Thirteen years ago, with a different election result, we could have seen a new Labour government forming a coalition with the Lib Dems, with electoral reform as their power broker’s fee. Of course, it never happened, though 1998 saw the Jenkins Commission recommend an Alternative Vote system
So it’s taken this long for Gordon Brown to suggest a referendum on electoral reform. (Is there an election in the offing? Maybe a hung parliament?)
Now there hasn’t, as yet, been any large organised campaign in favour of First Past The Post (FPTP), mainly because there hasn’t had to be, even though a number of different systems have been trialled in other elections, with varying degrees of success. “Success” being, as it has to be in politics, whatever you want it to be.
Discussions around electoral reform often settle around PR, which is based on the assumption – challenged too rarely – that a body of representatives that directly reflects the proportion of votes cast is “fair”.
Yet what is proposed today is AV, which is not strictly PR, rather a system that still retains the constituency link. Like PR, though, it tends to benefit more the smaller parties and – let’s be honest – the Left, which has been more prone to factionalism than the Right, at least in the UK. Not that that is in any way the Government’s motivation, is it? By getting electoral reform of some description in then open before the election, any coalition process with the Lib Dems in a hung parliament will surely be smoother, with the possibly unpalatable pill of electoral reform already swallowed.
So, as a Conservative, I guess I’m should be somewhat wary about electoral reform … and I am. Whether an AV, STV or “proper” PR system is in place, the end result will typically be more coalition governments. Now if you believe that the best form of government is one where you throw everyone into a political melting pot and the best ideas will magically rise to the top and a golden age of governance, world peace and love and big hugs all round will ensue, then you might genuinely believe yourself when you say that a series of coalition governments is a good thing.
There is a great irony about those who propose systems that naturally increase the chances of coalition governments. That is: who votes for coalitions? If Gordon Brown and Nick Thingy do a deal after May to form a coalition, we will have a Labour/Lib Dem government. Fine, you may say, but (a) how is it fair that a party with maybe 18% of the vote decides who forms the government and (b) unless any ballot papers actually featured a Lab/Lib candidate, we will have a government that nobody voted for – surely even less democratic than a government formed on the back of 42% of the vote?

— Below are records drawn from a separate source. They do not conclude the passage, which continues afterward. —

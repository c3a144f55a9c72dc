//! Load config from environment variables (a `.env` file is read first when present).

use crate::config::{validate, AppConfig, OpenApiServers, StorageKind};
use crate::error::ConfigError;
use std::str::FromStr;

pub const DEFAULT_DATABASE_URL: &str = "postgres://localhost/user_admin";
pub const DEFAULT_SCHEMA: &str = "public";
pub const DEFAULT_BIND_ADDR: &str = "0.0.0.0:3000";
pub const DEFAULT_MAX_CONNECTIONS: u32 = 5;
pub const DEFAULT_BODY_LIMIT: usize = 1024 * 1024;
pub const DEFAULT_OPENAPI_DEV_URL: &str = "http://localhost:3000";

impl FromStr for StorageKind {
    type Err = ConfigError;

    fn from_str(s: &str) -> Result<Self, Self::Err> {
        match s.trim().to_lowercase().as_str() {
            "postgres" | "postgresql" => Ok(StorageKind::Postgres),
            "memory" => Ok(StorageKind::Memory),
            other => Err(ConfigError::UnknownStorage(other.to_string())),
        }
    }
}

impl AppConfig {
    /// Read `.env` (if any) then the process environment.
    pub fn from_env() -> Result<Self, ConfigError> {
        dotenvy::dotenv().ok();
        Self::from_lookup(|key| std::env::var(key).ok())
    }

    /// Build from an arbitrary key lookup; unset or blank keys take their defaults.
    pub fn from_lookup<F>(lookup: F) -> Result<Self, ConfigError>
    where
        F: Fn(&str) -> Option<String>,
    {
        let get = |key: &str| lookup(key).map(|v| v.trim().to_string()).filter(|v| !v.is_empty());

        let storage = match get("USER_ADMIN_STORAGE") {
            Some(s) => s.parse::<StorageKind>()?,
            None => StorageKind::Postgres,
        };
        let config = AppConfig {
            database_url: get("DATABASE_URL").unwrap_or_else(|| DEFAULT_DATABASE_URL.into()),
            schema: get("USER_ADMIN_SCHEMA").unwrap_or_else(|| DEFAULT_SCHEMA.into()),
            storage,
            bind_addr: get("USER_ADMIN_BIND").unwrap_or_else(|| DEFAULT_BIND_ADDR.into()),
            max_connections: parse_or("USER_ADMIN_MAX_CONNECTIONS", get("USER_ADMIN_MAX_CONNECTIONS"), DEFAULT_MAX_CONNECTIONS)?,
            body_limit: parse_or("USER_ADMIN_BODY_LIMIT", get("USER_ADMIN_BODY_LIMIT"), DEFAULT_BODY_LIMIT)?,
            openapi: OpenApiServers {
                dev_url: Some(get("USER_ADMIN_OPENAPI_DEV_URL").unwrap_or_else(|| DEFAULT_OPENAPI_DEV_URL.into())),
                prod_url: get("USER_ADMIN_OPENAPI_PROD_URL"),
            },
        };
        validate(&config)?;
        Ok(config)
    }
}

fn parse_or<T>(key: &'static str, value: Option<String>, default: T) -> Result<T, ConfigError>
where
    T: FromStr,
    T::Err: std::fmt::Display,
{
    match value {
        Some(v) => v.parse().map_err(|e: T::Err| ConfigError::InvalidValue {
            key,
            reason: e.to_string(),
        }),
        None => Ok(default),
    }
}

But wait … do Conservative have something to fear from electoral reform? Probably not, in the long term. Firstly, we should qualify that question by defining “Conservative” in the broader sense of the Conservative movement. It is quite possible that just as AV or PR favours smaller parties on the Left (including, lest we forget, the BNP) so it will also do for the Right, so we may well see a higher profile UKIP. Those familiar with centre-right politics will recognise that a large bulk of UKIP support and activism is essentially Conservative with added Euro-scepticism (which is why Conservative leaders would do well to treat UKIP voters as lost sheep to be tempted back to the flock, rather than xenophobic outcasts to be shunned).
Some of my fellow Tories may fear the Conservative/Lib Dem 1-2 which voters may plump for, as the electors make the common mistake of thinking that the Lib Dems are somehow in the centre, to the right of Labour. Yet after a term or so, it is more than possible that centre-right voters will default to a Con-UKIP / UKIP-Con combination. So, not only would the Lib Dems not fair as well as they have been hoping for decades under a new system (and that’s not counting what a stronger Green vote would do their core support), but the possibility exists for many right-wing ideas to still find their way to fruition as part of Conservative/UKIP coalition in a electorally reformed future.